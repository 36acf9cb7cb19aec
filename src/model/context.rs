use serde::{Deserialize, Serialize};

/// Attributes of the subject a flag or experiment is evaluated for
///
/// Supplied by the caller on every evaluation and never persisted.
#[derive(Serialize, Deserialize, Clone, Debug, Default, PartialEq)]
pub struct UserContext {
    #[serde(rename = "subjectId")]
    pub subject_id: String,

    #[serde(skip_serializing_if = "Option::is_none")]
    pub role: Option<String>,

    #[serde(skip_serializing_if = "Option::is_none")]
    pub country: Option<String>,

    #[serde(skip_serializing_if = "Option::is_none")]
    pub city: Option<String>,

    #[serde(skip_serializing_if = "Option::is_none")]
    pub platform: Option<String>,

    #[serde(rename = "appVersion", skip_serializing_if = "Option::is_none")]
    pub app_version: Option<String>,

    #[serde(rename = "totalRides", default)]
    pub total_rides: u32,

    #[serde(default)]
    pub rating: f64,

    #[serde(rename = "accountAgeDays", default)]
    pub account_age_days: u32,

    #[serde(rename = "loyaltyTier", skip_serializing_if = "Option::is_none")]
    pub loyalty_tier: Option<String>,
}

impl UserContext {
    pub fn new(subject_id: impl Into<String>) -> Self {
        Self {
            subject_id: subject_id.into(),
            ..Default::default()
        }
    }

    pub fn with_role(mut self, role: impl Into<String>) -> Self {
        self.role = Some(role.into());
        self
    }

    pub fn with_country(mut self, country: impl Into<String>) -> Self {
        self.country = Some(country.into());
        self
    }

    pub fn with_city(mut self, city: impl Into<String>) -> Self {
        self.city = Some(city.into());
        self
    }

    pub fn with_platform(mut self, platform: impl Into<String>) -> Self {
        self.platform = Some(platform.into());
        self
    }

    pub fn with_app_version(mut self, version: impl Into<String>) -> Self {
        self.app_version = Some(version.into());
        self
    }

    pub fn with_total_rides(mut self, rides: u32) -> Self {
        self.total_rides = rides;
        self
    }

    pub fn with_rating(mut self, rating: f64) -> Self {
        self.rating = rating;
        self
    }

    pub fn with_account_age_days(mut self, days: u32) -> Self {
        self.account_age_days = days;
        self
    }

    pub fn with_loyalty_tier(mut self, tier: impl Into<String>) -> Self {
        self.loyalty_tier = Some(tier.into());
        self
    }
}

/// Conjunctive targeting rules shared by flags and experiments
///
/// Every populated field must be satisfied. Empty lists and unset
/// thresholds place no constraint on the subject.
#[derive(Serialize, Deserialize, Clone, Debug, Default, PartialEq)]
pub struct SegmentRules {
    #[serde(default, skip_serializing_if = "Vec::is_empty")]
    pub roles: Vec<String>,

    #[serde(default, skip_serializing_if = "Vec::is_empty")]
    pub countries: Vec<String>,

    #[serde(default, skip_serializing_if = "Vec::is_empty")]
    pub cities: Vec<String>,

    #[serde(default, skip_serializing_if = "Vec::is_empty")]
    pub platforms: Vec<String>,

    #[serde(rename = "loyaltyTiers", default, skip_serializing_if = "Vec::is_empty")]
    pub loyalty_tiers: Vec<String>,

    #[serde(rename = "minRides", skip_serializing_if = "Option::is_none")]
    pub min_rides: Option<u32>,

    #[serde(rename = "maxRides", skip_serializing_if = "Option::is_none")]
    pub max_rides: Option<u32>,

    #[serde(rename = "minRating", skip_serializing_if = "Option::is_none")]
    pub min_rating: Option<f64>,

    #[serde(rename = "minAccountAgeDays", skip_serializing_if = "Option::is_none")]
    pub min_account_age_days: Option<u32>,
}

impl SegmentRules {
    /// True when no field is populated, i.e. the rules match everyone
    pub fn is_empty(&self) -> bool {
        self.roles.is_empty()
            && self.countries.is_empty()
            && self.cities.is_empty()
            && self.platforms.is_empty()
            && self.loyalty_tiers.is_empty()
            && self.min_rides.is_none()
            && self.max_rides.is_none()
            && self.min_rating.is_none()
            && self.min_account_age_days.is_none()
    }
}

■ EXERCISE DESCRIPTION
Lines holding "field": count them across the data and reply with the number alone.

■ COMPLETED EXERCISE
2